Superoxide dismutase (SOD; superoxide: superoxide oxidoreductase, EC 1.15.1.1) catalyzes the dismutation of O2- free radicals formed during various enzymatic reactions or by ionizing radiation. Genes coding for SOD and sensitivity to exogenous interferon (IF) are syntenic in both mouse and man. Diethyldithiocarbamate (DDC) has been shown to inhibit SOD activity by chelating Cu2+, the metal ion essential for the catalytic activity of the enzyme. Mouse cell lines L, L929, L1210 S6, and L1210 R3 and a human cell line (WISH) pretreated with homologous IF and different concentrations of DDC for various periods of time were tested for their ability to support virus multiplication.
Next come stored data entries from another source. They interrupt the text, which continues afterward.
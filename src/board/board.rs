//! Board structure with move counting

use std::fmt;

use super::grid::{GridIter, PackedGrid};
use super::{Pos, Stone, BOARD_SIZE, TOTAL_CELLS};

/// Game board: packed intersections plus the number of committed moves
#[derive(Debug, Clone, PartialEq, Eq)]
pub struct Board {
    grid: PackedGrid,
    /// Committed moves (0-225); even = Black to move
    move_count: u8,
}

impl Board {
    pub fn new() -> Self {
        Self {
            grid: PackedGrid::new(),
            move_count: 0,
        }
    }

    /// Clear all intersections and the move counter
    pub fn reset(&mut self) {
        self.grid.clear();
        self.move_count = 0;
    }

    /// Get stone at position; anything off the board reads `OutOfBoard`
    #[inline]
    pub fn get(&self, pos: Pos) -> Stone {
        if pos.is_null() {
            return Stone::OutOfBoard;
        }
        self.grid.get(pos)
    }

    /// Write a stone; positions off the board are ignored
    #[inline]
    pub fn set(&mut self, pos: Pos, stone: Stone) {
        if pos.is_null() || stone == Stone::OutOfBoard {
            return;
        }
        self.grid.set(pos, stone);
    }

    /// Check if position is empty
    #[inline]
    pub fn is_empty(&self, pos: Pos) -> bool {
        self.get(pos) == Stone::Empty
    }

    /// Count one committed move, saturating at a full board
    #[inline]
    pub fn advance(&mut self) {
        if (self.move_count as usize) < TOTAL_CELLS {
            self.move_count += 1;
        }
    }

    #[inline]
    pub fn move_count(&self) -> usize {
        self.move_count as usize
    }

    #[inline]
    pub fn is_black_turn(&self) -> bool {
        self.move_count % 2 == 0
    }

    /// Color of the side to move
    #[inline]
    pub fn to_move(&self) -> Stone {
        if self.is_black_turn() {
            Stone::Black
        } else {
            Stone::White
        }
    }

    /// No move has been committed yet
    #[inline]
    pub fn is_pending(&self) -> bool {
        self.move_count == 0
    }

    /// Every intersection has been played
    #[inline]
    pub fn is_ended(&self) -> bool {
        self.move_count as usize == TOTAL_CELLS
    }

    /// Total stones on board
    #[inline]
    pub fn stone_count(&self) -> u32 {
        self.grid.count(Stone::Black) + self.grid.count(Stone::White)
    }

    /// Check if board is empty
    #[inline]
    pub fn is_board_empty(&self) -> bool {
        self.grid.is_empty()
    }

    /// All intersections as `(Pos, Stone)` in row-major order
    pub fn iter(&self) -> GridIter<'_> {
        self.grid.iter()
    }
}

impl Default for Board {
    fn default() -> Self {
        Self::new()
    }
}

/// Text dump, top row first: `X` black, `O` white, `.` empty.
impl fmt::Display for Board {
    fn fmt(&self, f: &mut fmt::Formatter<'_>) -> fmt::Result {
        for y in (0..BOARD_SIZE).rev() {
            write!(f, "{:>2} ", y + 1)?;
            for x in 0..BOARD_SIZE {
                let c = match self.get(Pos::new(x as u8, y as u8)) {
                    Stone::Black => 'X',
                    Stone::White => 'O',
                    _ => '.',
                };
                write!(f, " {c}")?;
            }
            writeln!(f)?;
        }
        write!(f, "   ")?;
        for x in 0..BOARD_SIZE {
            write!(f, " {}", (b'a' + x as u8) as char)?;
        }
        writeln!(f)
    }
}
Treatment of cells with DDC resulted in dose- and time-dependent inhibition of SOD activity and, simultaneously, in the reduction of antiviral protection by exogenous IF. Cells pretreated for 4 hr with DDC and then washed thoroughly were also resistant to IF, but DDC was without effect if the IF effect was first "established" by a 4-hr exposure to IF before addition of DDC. Under the conditions employed, DDC treatment did not result in any detectable inhibition of DNA, RNA, or protein synthesis in these cells. The data suggest that SOD or a related Cu2+-requiring enzyme may be necessary for the establishment of the IF-induced antiviral state in both human and murine cells.